* Dataset excerpts *
--- START ---

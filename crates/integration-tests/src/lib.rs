//! Integration test support for Cartwright.
//!
//! # Running Tests
//!
//! ```bash
//! cargo test -p cartwright-integration-tests
//! ```
//!
//! # Test Doubles
//!
//! - [`MockCartService`] - In-memory Cart Service that records every call and
//!   can be scripted to fail, refuse, never answer, or hold one call until
//!   released
//! - [`RecordingNotifier`] - Collects the notices a controller emits

#![cfg_attr(not(test), forbid(unsafe_code))]

use std::collections::HashMap;
use std::sync::{Arc, Mutex, MutexGuard, PoisonError};

use cartwright::notify::{CartNotifier, Notice};
use cartwright::service::{Ack, CartPayload, CartService, ServiceError};
use cartwright_core::{CartLine, ProductKey, ProductRef};
use rust_decimal::Decimal;
use tokio::sync::Notify;

/// One call received by the mock.
#[derive(Debug, Clone, PartialEq, Eq)]
pub enum Call {
    Get,
    Add(ProductKey, u32),
    Remove(ProductKey),
    Update(ProductKey, u32),
    Clear,
}

/// How the mock answers while failing.
#[derive(Debug, Clone, PartialEq, Eq)]
pub enum Failure {
    /// Behave like an unreachable upstream (HTTP 503).
    Transport,
    /// Answer `success = false` with this message.
    Rejected(String),
    /// Never answer.
    Hang,
}

/// Response shape used by `get_cart`.
#[derive(Debug, Clone, Copy, PartialEq, Eq, Default)]
pub enum PayloadShape {
    #[default]
    Bare,
    Wrapped,
}

#[derive(Debug, Default)]
struct MockState {
    catalog: HashMap<ProductKey, ProductRef>,
    lines: Vec<CartLine>,
    calls: Vec<Call>,
    failure: Option<Failure>,
    shape: PayloadShape,
    held: Vec<(Call, Arc<Notify>)>,
}

/// In-memory Cart Service.
///
/// Clones share state, so a test can keep a handle while the controller owns
/// another.
#[derive(Debug, Clone, Default)]
pub struct MockCartService {
    state: Arc<Mutex<MockState>>,
}

impl MockCartService {
    /// Create an empty service.
    #[must_use]
    pub fn new() -> Self {
        Self::default()
    }

    /// Register a product so server-side lines carry its details.
    #[must_use]
    pub fn with_product(self, product: ProductRef) -> Self {
        if let Some(key) = product.canonical_key() {
            self.lock().catalog.insert(key, product);
        }
        self
    }

    /// Seed the server-side cart.
    #[must_use]
    pub fn with_lines(self, lines: Vec<CartLine>) -> Self {
        self.lock().lines = lines;
        self
    }

    /// Choose the `get_cart` response shape.
    #[must_use]
    pub fn with_shape(self, shape: PayloadShape) -> Self {
        self.lock().shape = shape;
        self
    }

    /// Fail every call until [`recover`](Self::recover).
    pub fn fail_with(&self, failure: Failure) {
        self.lock().failure = Some(failure);
    }

    /// Stop failing.
    pub fn recover(&self) {
        self.lock().failure = None;
    }

    /// Hold the next call equal to `call` until the returned gate is
    /// notified. The call is recorded when it arrives and answers once
    /// released.
    #[must_use]
    pub fn hold(&self, call: Call) -> Arc<Notify> {
        let gate = Arc::new(Notify::new());
        self.lock().held.push((call, Arc::clone(&gate)));
        gate
    }

    /// Calls received so far.
    #[must_use]
    pub fn calls(&self) -> Vec<Call> {
        self.lock().calls.clone()
    }

    /// Server-side lines.
    #[must_use]
    pub fn server_lines(&self) -> Vec<CartLine> {
        self.lock().lines.clone()
    }

    fn lock(&self) -> MutexGuard<'_, MockState> {
        self.state.lock().unwrap_or_else(PoisonError::into_inner)
    }

    /// Record the call, wait while it is held, then report the scripted
    /// failure, if any.
    async fn admit(&self, call: Call) -> Option<Failure> {
        let gate = {
            let mut state = self.lock();
            let gate = state
                .held
                .iter()
                .position(|(held, _)| *held == call)
                .map(|index| state.held.remove(index).1);
            state.calls.push(call);
            gate
        };
        if let Some(gate) = gate {
            gate.notified().await;
        }
        self.lock().failure.clone()
    }

    /// Apply `mutate` unless a failure is scripted.
    async fn mutate(
        &self,
        call: Call,
        mutate: impl FnOnce(&mut MockState),
    ) -> Result<Ack, ServiceError> {
        match self.admit(call).await {
            None => {
                mutate(&mut self.lock());
                Ok(Ack::ok())
            }
            Some(Failure::Rejected(message)) => Ok(Ack::rejected(message)),
            Some(Failure::Transport) => Err(unavailable()),
            Some(Failure::Hang) => std::future::pending().await,
        }
    }
}

fn unavailable() -> ServiceError {
    ServiceError::Status {
        status: 503,
        body: "service unavailable".to_string(),
    }
}

impl CartService for MockCartService {
    async fn get_cart(&self) -> Result<CartPayload, ServiceError> {
        match self.admit(Call::Get).await {
            None => {
                let state = self.lock();
                let lines = state.lines.clone();
                Ok(match state.shape {
                    PayloadShape::Bare => CartPayload::Lines(lines),
                    PayloadShape::Wrapped => CartPayload::Wrapped { items: lines },
                })
            }
            Some(Failure::Rejected(message)) => Err(ServiceError::Rejected(message)),
            Some(Failure::Transport) => Err(unavailable()),
            Some(Failure::Hang) => std::future::pending().await,
        }
    }

    async fn add_to_cart(&self, key: &ProductKey, quantity: u32) -> Result<Ack, ServiceError> {
        self.mutate(Call::Add(key.clone(), quantity), |state| {
            let product = state
                .catalog
                .get(key)
                .cloned()
                .unwrap_or_else(|| ProductRef::with_server_id(key.as_str(), Decimal::ZERO));
            match state.lines.iter_mut().find(|l| l.product.matches(key)) {
                Some(line) => line.quantity += quantity,
                None => state.lines.push(CartLine::new(product, quantity)),
            }
        })
        .await
    }

    async fn remove_item(&self, key: &ProductKey) -> Result<Ack, ServiceError> {
        self.mutate(Call::Remove(key.clone()), |state| {
            state.lines.retain(|l| !l.product.matches(key));
        })
        .await
    }

    async fn update_quantity(&self, key: &ProductKey, quantity: u32) -> Result<Ack, ServiceError> {
        self.mutate(Call::Update(key.clone(), quantity), |state| {
            if let Some(line) = state.lines.iter_mut().find(|l| l.product.matches(key)) {
                line.quantity = quantity;
            }
        })
        .await
    }

    async fn clear_cart(&self) -> Result<Ack, ServiceError> {
        self.mutate(Call::Clear, |state| state.lines.clear()).await
    }
}

/// Notifier that keeps every notice for later assertions.
#[derive(Debug, Clone, Default)]
pub struct RecordingNotifier {
    notices: Arc<Mutex<Vec<Notice>>>,
}

impl RecordingNotifier {
    /// Create an empty recorder.
    #[must_use]
    pub fn new() -> Self {
        Self::default()
    }

    /// Notices received so far.
    #[must_use]
    pub fn notices(&self) -> Vec<Notice> {
        self.notices
            .lock()
            .unwrap_or_else(PoisonError::into_inner)
            .clone()
    }
}

impl CartNotifier for RecordingNotifier {
    fn notify(&self, notice: Notice) {
        self.notices
            .lock()
            .unwrap_or_else(PoisonError::into_inner)
            .push(notice);
    }
}

/// Product with a catalog `id` and a whole-unit price.
#[must_use]
pub fn product(id: &str, price: i64) -> ProductRef {
    ProductRef::new(id, Decimal::new(price, 0)).named(format!("Product {id}"))
}
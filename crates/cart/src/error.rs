//! Controller error handling with Sentry integration.
//!
//! Caller mistakes come back as [`CartError`]. Cart Service failures never
//! do: the controller reports them here (Sentry + log), records them on the
//! snapshot, and returns [`SyncOutcome::Failed`].

use thiserror::Error;

use crate::service::ServiceError;

/// Errors a cart operation returns to its caller.
#[derive(Debug, Clone, PartialEq, Eq, Error)]
pub enum CartError {
    /// A mutation was attempted without a session. The caller should send
    /// the shopper to sign in; the cart is untouched.
    #[error("Unauthenticated: sign in to modify the cart")]
    Unauthenticated,

    /// The product carries no usable identifier.
    #[error("Invalid product: {0}")]
    InvalidProduct(String),

    /// Quantity updates must be positive; removals go through `remove_item`.
    #[error("Invalid quantity: {0}")]
    InvalidQuantity(i64),
}

impl CartError {
    /// Whether the caller should redirect to the sign-in page.
    #[must_use]
    pub const fn requires_login(&self) -> bool {
        matches!(self, Self::Unauthenticated)
    }
}

/// Result of an operation that reached the Cart Service (or chose not to).
#[derive(Debug, Clone, PartialEq, Eq)]
pub enum SyncOutcome {
    /// The service confirmed and the transition was applied.
    Applied,
    /// Nothing to do (e.g., loading while signed out).
    Skipped,
    /// The service call failed; the snapshot is unchanged apart from
    /// `last_error`. Carries the user-facing message.
    Failed(String),
}

impl SyncOutcome {
    /// Whether the transition was applied.
    #[must_use]
    pub const fn is_applied(&self) -> bool {
        matches!(self, Self::Applied)
    }
}

/// Result type alias for `CartError`.
pub type Result<T> = std::result::Result<T, CartError>;

/// Capture a Cart Service failure to Sentry and the log.
///
/// `sentry::capture_error` is a no-op when Sentry was never initialized.
pub fn report_service_error(operation: &str, error: &ServiceError) {
    let event_id = sentry::capture_error(error);
    tracing::error!(
        operation,
        error = %error,
        sentry_event_id = %event_id,
        "Cart Service call failed"
    );
}

/// Add a breadcrumb for cart actions.
///
/// Breadcrumbs appear in Sentry error reports to show the trail of cart
/// actions leading up to an error.
pub fn add_breadcrumb(message: &str, data: Option<&[(&str, &str)]>) {
    let mut breadcrumb = sentry::Breadcrumb {
        category: Some("cart".to_string()),
        message: Some(message.to_string()),
        level: sentry::Level::Info,
        ..Default::default()
    };

    if let Some(pairs) = data {
        for (key, value) in pairs {
            breadcrumb.data.insert(
                (*key).to_string(),
                serde_json::Value::String((*value).to_string()),
            );
        }
    }

    sentry::add_breadcrumb(breadcrumb);
}
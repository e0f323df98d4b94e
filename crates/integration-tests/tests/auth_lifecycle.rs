//! Integration tests for the sign-in / sign-out cart lifecycle.

#![allow(clippy::unwrap_used, clippy::indexing_slicing)]

use std::sync::Arc;
use std::time::Duration;

use cartwright::{AuthTransition, CartController, CartSnapshot, SessionIdentity, SyncOutcome};
use cartwright_core::{CartLine, ProductKey};
use cartwright_integration_tests::{Call, Failure, MockCartService, product};
use tokio::sync::watch;

fn seeded_service() -> MockCartService {
    MockCartService::new().with_lines(vec![
        CartLine::new(product("p1", 10), 2),
        CartLine::new(product("p2", 5), 1),
    ])
}

/// Wait for a snapshot matching `predicate`, releasing the borrow right away.
async fn wait_until(
    receiver: &mut watch::Receiver<CartSnapshot>,
    predicate: impl FnMut(&CartSnapshot) -> bool,
) -> CartSnapshot {
    tokio::time::timeout(Duration::from_secs(5), receiver.wait_for(predicate))
        .await
        .expect("timed out waiting for cart snapshot")
        .expect("controller dropped")
        .clone()
}

// =============================================================================
// Single transitions
// =============================================================================

#[tokio::test]
async fn test_sign_in_edge_loads_cart() {
    let service = seeded_service();
    let controller = CartController::new(service.clone(), SessionIdentity::new(true));

    let transition = controller.apply_auth_transition(false, true).await;

    assert_eq!(transition, AuthTransition::SignedIn(SyncOutcome::Applied));
    assert_eq!(controller.snapshot().item_count, 3);
    assert_eq!(service.calls(), vec![Call::Get]);
}

#[tokio::test]
async fn test_sign_out_edge_clears_locally_only() {
    let service = seeded_service();
    let controller = CartController::new(service.clone(), SessionIdentity::new(true));
    controller.load_cart().await;

    let transition = controller.apply_auth_transition(true, false).await;

    assert_eq!(transition, AuthTransition::SignedOut);
    assert_eq!(controller.snapshot(), CartSnapshot::default());
    assert_eq!(service.calls(), vec![Call::Get]);
    assert_eq!(service.server_lines().len(), 2);
}

#[tokio::test]
async fn test_equal_values_are_not_an_edge() {
    let service = seeded_service();
    let controller = CartController::new(service.clone(), SessionIdentity::new(true));

    assert_eq!(
        controller.apply_auth_transition(true, true).await,
        AuthTransition::Unchanged
    );
    assert_eq!(
        controller.apply_auth_transition(false, false).await,
        AuthTransition::Unchanged
    );
    assert!(service.calls().is_empty());
}

#[tokio::test]
async fn test_logout_cleanup_is_unconditional() {
    let service = seeded_service();
    let controller = CartController::new(service.clone(), SessionIdentity::new(true));
    controller.load_cart().await;

    service.fail_with(Failure::Transport);
    controller.logout_cleanup();
    controller.logout_cleanup();

    assert!(controller.snapshot().is_empty());
    assert!(!controller.is_in_cart(&ProductKey::new("p1")));
    assert_eq!(service.calls(), vec![Call::Get]);
}

// =============================================================================
// Calls straddling a sign-out
// =============================================================================

#[tokio::test]
async fn test_add_finishing_after_sign_out_is_not_applied() {
    let service = MockCartService::new();
    let identity = SessionIdentity::new(true);
    let controller = Arc::new(CartController::new(service.clone(), identity.clone()));
    let mut updates = controller.subscribe();
    let gate = service.hold(Call::Add(ProductKey::new("p1"), 1));

    let pending = tokio::spawn({
        let controller = Arc::clone(&controller);
        async move {
            let p1 = product("p1", 10);
            controller.add_item(&p1).await
        }
    });
    wait_until(&mut updates, |s| s.is_syncing).await;

    identity.sign_out();
    assert_eq!(
        controller.apply_auth_transition(true, false).await,
        AuthTransition::SignedOut
    );
    gate.notify_one();

    assert_eq!(pending.await.unwrap(), Ok(SyncOutcome::Skipped));
    assert_eq!(controller.snapshot(), CartSnapshot::default());
    // The service applied it; the account keeps the line for next sign-in.
    assert_eq!(service.server_lines().len(), 1);
}

#[tokio::test]
async fn test_load_finishing_after_sign_out_is_discarded() {
    let service = seeded_service();
    let identity = SessionIdentity::new(true);
    let controller = Arc::new(CartController::new(service.clone(), identity.clone()));
    let mut updates = controller.subscribe();
    let gate = service.hold(Call::Get);

    let pending = tokio::spawn({
        let controller = Arc::clone(&controller);
        async move { controller.load_cart().await }
    });
    wait_until(&mut updates, |s| s.is_syncing).await;

    identity.sign_out();
    controller.logout_cleanup();
    gate.notify_one();

    assert_eq!(pending.await.unwrap(), SyncOutcome::Skipped);
    assert_eq!(controller.snapshot(), CartSnapshot::default());
}

#[tokio::test]
async fn test_failure_after_sign_out_leaves_no_error() {
    let service = MockCartService::new();
    let identity = SessionIdentity::new(true);
    let controller = Arc::new(CartController::new(service.clone(), identity.clone()));
    let mut updates = controller.subscribe();
    let gate = service.hold(Call::Clear);

    let pending = tokio::spawn({
        let controller = Arc::clone(&controller);
        async move { controller.clear_cart().await }
    });
    wait_until(&mut updates, |s| s.is_syncing).await;

    controller.logout_cleanup();
    service.fail_with(Failure::Transport);
    gate.notify_one();

    assert!(matches!(pending.await.unwrap(), Ok(SyncOutcome::Failed(_))));
    assert_eq!(controller.snapshot(), CartSnapshot::default());
}

// =============================================================================
// Lifecycle task
// =============================================================================

#[tokio::test]
async fn test_lifecycle_follows_identity() {
    let service = seeded_service();
    let identity = SessionIdentity::signed_out();
    let controller = Arc::new(CartController::new(service.clone(), identity.clone()));
    let mut updates = controller.subscribe();

    let task = tokio::spawn({
        let controller = Arc::clone(&controller);
        async move { controller.run_auth_lifecycle().await }
    });

    identity.sign_in();
    let loaded = wait_until(&mut updates, |s| s.item_count == 3 && !s.is_syncing).await;
    assert_eq!(loaded.lines.len(), 2);

    // Repeating the same value fires nothing.
    identity.sign_in();
    tokio::task::yield_now().await;

    identity.sign_out();
    let cleared = wait_until(&mut updates, CartSnapshot::is_empty).await;
    assert_eq!(cleared, CartSnapshot::default());

    // The server-side cart survives the session and comes back on sign-in.
    identity.sign_in();
    let reloaded = wait_until(&mut updates, |s| s.item_count == 3 && !s.is_syncing).await;
    assert_eq!(reloaded.lines, loaded.lines);

    assert_eq!(service.calls(), vec![Call::Get, Call::Get]);
    task.abort();
}

#[tokio::test]
async fn test_lifecycle_loads_when_already_signed_in() {
    let service = seeded_service();
    let identity = SessionIdentity::new(true);
    let controller = Arc::new(CartController::new(service.clone(), identity.clone()));
    let mut updates = controller.subscribe();

    let task = tokio::spawn({
        let controller = Arc::clone(&controller);
        async move { controller.run_auth_lifecycle().await }
    });

    let loaded = wait_until(&mut updates, |s| s.item_count == 3).await;
    assert_eq!(loaded.total, rust_decimal::Decimal::new(25, 0));
    assert_eq!(service.calls(), vec![Call::Get]);
    task.abort();
}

--- END ---

* INSTRUCTIONS FOR THE TASK *
Return, line for line and unchanged, the data from its first line through the line containing "with this message.".

* SOLUTION BELOW *
filename crates/integration-tests/src/lib.rs
//! Integration test support for Cartwright.
//!
//! # Running Tests
//!
//! ```bash
//! cargo test -p cartwright-integration-tests
//! ```
//!
//! # Test Doubles
//!
//! - [`MockCartService`] - In-memory Cart Service that records every call and
//!   can be scripted to fail, refuse, never answer, or hold one call until
//!   released
//! - [`RecordingNotifier`] - Collects the notices a controller emits

#![cfg_attr(not(test), forbid(unsafe_code))]

use std::collections::HashMap;
use std::sync::{Arc, Mutex, MutexGuard, PoisonError};

use cartwright::notify::{CartNotifier, Notice};
use cartwright::service::{Ack, CartPayload, CartService, ServiceError};
use cartwright_core::{CartLine, ProductKey, ProductRef};
use rust_decimal::Decimal;
use tokio::sync::Notify;

/// One call received by the mock.
#[derive(Debug, Clone, PartialEq, Eq)]
pub enum Call {
    Get,
    Add(ProductKey, u32),
    Remove(ProductKey),
    Update(ProductKey, u32),
    Clear,
}

/// How the mock answers while failing.
#[derive(Debug, Clone, PartialEq, Eq)]
pub enum Failure {
    /// Behave like an unreachable upstream (HTTP 503).
    Transport,
    /// Answer `success = false` with this message.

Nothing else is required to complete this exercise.